Other interesting questions are:
- what is the impact of stale data being served from some or all of the instances of a single RSO? Does it depend on how old the stale data is?
Yes, it depends on how old the stale data is but I don’t think it would be a good idea to try to quantify this. Back in August 2018, the operators of “C” misconfigured a firewall in a way that blocked zone transfers. IIRC, this misconfiguration was noticed when the operators of the RU ccTLD notified IANA their DS wasn’t updated at “C” (I believe after people complained to them). In this scenario, given caching, etc., it would probably be difficult to draw a line around “too old."
- what would the impact have been if the rollovers had proceeded?
Potentially a repeat of the .RU issue. Regards, -drc
Let me add that CVSS scoring documentation (I know this is not CVE) states - assume the vulnerable configuration. So, in this context we should assume that the key rollover might have already started and what would be the impact of delayed updates to a single instance of the root server when assessing the risk and the severity of the incident. We should not just shrug because the luck in timing was on our side this time. Frankly, it’s also bit worrying that Cogent had to be alerted by the third party (and the other related bits reported on dns-operations), so I think this deserves a full post-mortem as the bare minimum. Cheers, -- Ondřej Surý (He/Him)
On 22. 5. 2024, at 23:20, David Conrad <david.conrad@layer9.tech> wrote:
While it’s arguably true that this most recent incident did not impact _resolution_ service, I gather .GOV and .INT (prudently) delayed completing their key change until it has been resolved.
On Thu 2024-05-23 00:11:36+0200 Ondřej wrote:
So, in this context we should assume that the key rollover might have already started and what would be the impact of delayed updates to a single instance of the root server when assessing the risk and the severity of the incident. We should not just shrug because the luck in timing was on our side this time.
Yes, and this is what RSO(s) would have to consider for making a decision on whether or not an incident would be a 'reportable security incident'.

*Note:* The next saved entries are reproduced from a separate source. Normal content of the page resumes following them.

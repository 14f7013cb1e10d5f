//! Query → recommendation pipeline.
//!
//! [`Recommender`] is the explicit context built once at startup: embedding
//! provider, catalogs, reference table and neighbor index. A request composes
//! the query text, embeds it, takes the `k` nearest reference rows and
//! resolves each to a catalog title, keeping retrieval order.

use regex::Regex;
use serde::{Deserialize, Serialize};
use std::sync::{Arc, LazyLock};

use crate::catalog::{Catalogs, MediaType};
use crate::config::{AppConfig, RetrievalConfig};
use crate::embedding::{self, EmbeddingProvider};
use crate::error::{RecommendError, Result};
use crate::index::knn::NeighborIndex;
use crate::index::ReferenceTable;

/// How `(mood, phrase)` becomes the text that gets embedded.
#[derive(Debug, Clone, Copy, PartialEq, Eq, Default, Serialize, Deserialize)]
#[serde(rename_all = "snake_case")]
pub enum QueryStyle {
    /// `('<phrase>', {'<mood>'})`: the string the deployed demo produced,
    /// a stringified tuple holding the phrase and a one-element set.
    #[default]
    Tuple,
    /// `<mood> <phrase>`
    Plain,
}

/// Build the query text for `mood` and `phrase`. Neither input is validated.
pub fn compose_query(mood: &str, phrase: &str, style: QueryStyle) -> String {
    match style {
        QueryStyle::Tuple => format!("({}, {{{}}})", quote_literal(phrase), quote_literal(mood)),
        QueryStyle::Plain => format!("{mood} {phrase}"),
    }
}

/// Characters written as escapes: controls, format, private-use and
/// unassigned code points, and every separator except the ASCII space.
static NON_PRINTABLE: LazyLock<Regex> = LazyLock::new(|| {
    Regex::new(r"[\p{Cc}\p{Cf}\p{Co}\p{Cn}\p{Zl}\p{Zp}\p{Zs}&&[^ ]]")
        .expect("non-printable class")
});

/// Quote `s` as a string literal. Double quotes when `s` has a `'` and no `"`,
/// single quotes otherwise. Backslash, the chosen quote and non-printable
/// characters are escaped.
fn quote_literal(s: &str) -> String {
    let quote = if s.contains('\'') && !s.contains('"') {
        '"'
    } else {
        '\''
    };
    let mut out = String::with_capacity(s.len() + 2);
    out.push(quote);
    let mut buf = [0u8; 4];
    for ch in s.chars() {
        match ch {
            '\\' => out.push_str("\\\\"),
            '\n' => out.push_str("\\n"),
            '\r' => out.push_str("\\r"),
            '\t' => out.push_str("\\t"),
            c if c == quote => {
                out.push('\\');
                out.push(c);
            }
            c if NON_PRINTABLE.is_match(c.encode_utf8(&mut buf)) => {
                let code = c as u32;
                let escaped = if code <= 0xff {
                    format!("\\x{code:02x}")
                } else if code <= 0xffff {
                    format!("\\u{code:04x}")
                } else {
                    format!("\\U{code:08x}")
                };
                out.push_str(&escaped);
            }
            c => out.push(c),
        }
    }
    out.push(quote);
    out
}

/// One ranked recommendation.
#[derive(Debug, Clone, PartialEq, Serialize)]
pub struct Recommendation {
    pub title: String,
    pub distance: f64,
    pub media_type: MediaType,
}

pub struct Recommender {
    embedding: Arc<dyn EmbeddingProvider>,
    catalogs: Catalogs,
    table: ReferenceTable,
    index: NeighborIndex,
    query_style: QueryStyle,
}

impl Recommender {
    /// Assemble the context from already-loaded parts.
    ///
    /// Checks that every reference row resolves, and that the provider's
    /// output width matches the table.
    pub fn new(
        embedding: Arc<dyn EmbeddingProvider>,
        catalogs: Catalogs,
        table: ReferenceTable,
        retrieval: &RetrievalConfig,
    ) -> Result<Self> {
        table.validate_against(&catalogs)?;
        if embedding.dimensions() != table.dimensions() {
            return Err(RecommendError::DimensionMismatch {
                expected: table.dimensions(),
                actual: embedding.dimensions(),
            });
        }
        let index = NeighborIndex::new(&table, retrieval.k, retrieval.metric)?;
        Ok(Self {
            embedding,
            catalogs,
            table,
            index,
            query_style: retrieval.query_style,
        })
    }

    /// Load catalogs and the reference table from the configured paths.
    pub fn load(config: &AppConfig, embedding: Arc<dyn EmbeddingProvider>) -> Result<Self> {
        let catalogs = Catalogs::load(&config.data)?;
        let table = ReferenceTable::load(
            &config.data.reference_index_path(),
            &config.data.reference_vectors_path(),
        )?;
        Self::new(embedding, catalogs, table, &config.retrieval)
    }

    pub fn catalogs(&self) -> &Catalogs {
        &self.catalogs
    }

    pub fn table(&self) -> &ReferenceTable {
        &self.table
    }

    pub fn query_style(&self) -> QueryStyle {
        self.query_style
    }

    /// Recommend for a mood and a free-text phrase.
    pub fn recommend(&self, mood: &str, phrase: &str) -> Result<Vec<Recommendation>> {
        let query = compose_query(mood, phrase, self.query_style);
        self.recommend_text(&query)
    }

    /// Recommend for an already-composed query string.
    pub fn recommend_text(&self, query: &str) -> Result<Vec<Recommendation>> {
        let encoding =
            embedding::embed_query(self.embedding.as_ref(), query).map_err(RecommendError::Embedding)?;
        let row = encoding.row(0).to_vec();
        let neighbors = self.index.neighbors(&row)?;

        let mut recommendations = Vec::with_capacity(neighbors.len());
        for (rank, neighbor) in neighbors.iter().enumerate() {
            let entry = self.table.entry(neighbor.row).ok_or_else(|| {
                RecommendError::UnresolvedCatalogEntry(format!(
                    "search returned row {} outside the reference table",
                    neighbor.row
                ))
            })?;
            let title = self.catalogs.resolve(entry.media_type, entry.source_index)?;
            tracing::debug!(
                rank = rank + 1,
                title,
                distance = neighbor.distance,
                media_type = %entry.media_type,
                "neighbor"
            );
            recommendations.push(Recommendation {
                title: title.to_string(),
                distance: neighbor.distance,
                media_type: entry.media_type,
            });
        }

        tracing::info!(
            query_len = query.len(),
            results = recommendations.len(),
            "recommendations ready"
        );
        Ok(recommendations)
    }
}

#[cfg(test)]
mod tests {
    use super::*;

    #[test]
    fn tuple_style_wraps_phrase_and_mood() {
        assert_eq!(
            compose_query("feliz", "quiero reir", QueryStyle::Tuple),
            "('quiero reir', {'feliz'})"
        );
    }

    #[test]
    fn tuple_style_quotes_like_repr() {
        assert_eq!(
            compose_query("", "", QueryStyle::Tuple),
            "('', {''})"
        );
        assert_eq!(
            compose_query("sad", "it's late", QueryStyle::Tuple),
            "(\"it's late\", {'sad'})"
        );
        assert_eq!(
            compose_query("a\"b", "c'd\"e", QueryStyle::Tuple),
            "('c\\'d\"e', {'a\"b'})"
        );
        assert_eq!(
            compose_query("x", "line\nbreak\\", QueryStyle::Tuple),
            "('line\\nbreak\\\\', {'x'})"
        );
    }

    #[test]
    fn tuple_style_escapes_non_printable_characters() {
        assert_eq!(
            compose_query("feliz\u{2028}", "triste\u{a0}hoy", QueryStyle::Tuple),
            "('triste\\xa0hoy', {'feliz\\u2028'})"
        );
        assert_eq!(
            compose_query("\u{85}\u{7f}", "a\u{200b}b\u{e0001}", QueryStyle::Tuple),
            "('a\\u200bb\\U000e0001', {'\\x85\\x7f'})"
        );
        assert_eq!(
            compose_query("\u{1b}", "\u{3000}\u{e000}\u{378}", QueryStyle::Tuple),
            "('\\u3000\\ue000\\u0378', {'\\x1b'})"
        );
    }

    #[test]
    fn tuple_style_keeps_printable_unicode() {
        assert_eq!(
            compose_query("añoranza 🎲", "canción de otoño", QueryStyle::Tuple),
            "('canción de otoño', {'añoranza 🎲'})"
        );
    }

    #[test]
    fn plain_style_joins_with_space() {
        assert_eq!(
            compose_query("tranquilo", "una tarde de lluvia", QueryStyle::Plain),
            "tranquilo una tarde de lluvia"
        );
    }

    #[test]
    fn query_style_parses_from_config_names() {
        #[derive(Deserialize)]
        struct Holder {
            style: QueryStyle,
        }
        let holder: Holder = toml::from_str("style = \"plain\"").unwrap();
        assert_eq!(holder.style, QueryStyle::Plain);
    }
}
//! Text-to-vector embedding pipeline.
//!
//! Provides the [`EmbeddingProvider`] trait, a local ONNX implementation, and
//! [`embed_query`], which shapes a single text into the `(1, D)` matrix the
//! neighbor search consumes.

pub mod dense;
pub mod local;

use anyhow::Result;
use ndarray::Array2;

/// Trait for embedding text into vectors.
///
/// All methods are synchronous. Callers in async contexts should use
/// `tokio::task::spawn_blocking`.
pub trait EmbeddingProvider: Send + Sync {
    /// Embed a single text string into a vector.
    fn embed(&self, text: &str) -> Result<Vec<f32>>;

    /// Embed a batch of text strings. Implementations may override for batched inference.
    fn embed_batch(&self, texts: &[&str]) -> Result<Vec<Vec<f32>>> {
        texts.iter().map(|t| self.embed(t)).collect()
    }

    /// Return the number of dimensions this provider produces.
    fn dimensions(&self) -> usize;
}

/// Embed `text` as a single-row matrix of shape `(1, D)`.
///
/// Fails if the provider returns a vector whose width differs from its
/// declared [`EmbeddingProvider::dimensions`].
pub fn embed_query(provider: &dyn EmbeddingProvider, text: &str) -> Result<Array2<f32>> {
    let vector = provider.embed(text)?;
    anyhow::ensure!(
        vector.len() == provider.dimensions(),
        "provider returned {} dimensions, declared {}",
        vector.len(),
        provider.dimensions()
    );
    let encoding = Array2::from_shape_vec((1, vector.len()), vector)?;
    tracing::debug!(shape = ?encoding.shape(), "query encoded");
    Ok(encoding)
}

/// Create an embedding provider from config.
///
/// Currently only `"local"` is supported (ONNX Runtime).
/// Returns an error if model files are not found. Run `mediarec model download` first.
pub fn create_provider(
    config: &crate::config::EmbeddingConfig,
) -> Result<Box<dyn EmbeddingProvider>> {
    match config.provider.as_str() {
        "local" => {
            let provider = local::LocalEmbeddingProvider::new(config)?;
            Ok(Box::new(provider))
        }
        other => anyhow::bail!("unknown embedding provider: {other}. Supported: local"),
    }
}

Frankly, it’s also bit worrying that Cogent had to be alerted by the third party (and the other related bits reported on dns-operations), so I think this deserves a full post-mortem as the bare minimum.
I agree. During the SIR work party calls, the idea of 'informational' reporting has come up quite a few times, Perhaps that caucus might take that up in a future work party. Regards, Robert USC Information Sciences Institute <http://www.isi.edu/> Networking and Cybersecurity Division
On Wed 2024-05-22 17:20:13-0400 David wrote:
If you’re talking about the RSS SIR Working Document, section 4.2 states:
"Data integrity refers to the "correctness" of the data in responses generated by the RSS. […] Examples of reportable incidents that affect Integrity: * Any part of the RSS serving incorrect data for the root zone”
Providing stale data would appear to me to be “serving incorrect data for the root zone."
I can see that argument, but I can also see an argument that stale formerly correct data is not as big a deal as unauthorized modification to bad data. Does stale data from 1 RSO have a 'materially adverse effect' on the RSS? At any rate, this is exactly why the work party is trying very hard not to get into the details of every possible scenario and depends on the RSO(s) to make the call. Regards, Robert USC Information Sciences Institute <http://www.isi.edu/> Networking and Cybersecurity Division
Robert, On May 22, 2024, at 6:23 PM, Robert Story <rstory@ant.isi.edu> wrote:
I can see that argument, but I can also see an argument that stale formerly correct data is not as big a deal as unauthorized modification to bad data.
A bit of a red herring, but I don’t think the reason the data served by a root server is wrong matters that much to “the public” when they’re looking to be informed of "any potential security incidents that might affect [the RSS’s] proper functioning”.
Does stale data from 1 RSO have a 'materially adverse effect' on the RSS?
We seem to be attempting to split the “materially adverse effect on the RSS” hair. To me, this was an externally visible event that impacted the planned activities of two TLD operators. I’d note that in the last similar incident, Cogent self-reported. It is surprising to me that this would not be considered a reportable incident. Section 4.5 speaks to severity of incidents. I could see an argument that this most recent incident could be considered a lower severity, but not reporting it would seem odd to me.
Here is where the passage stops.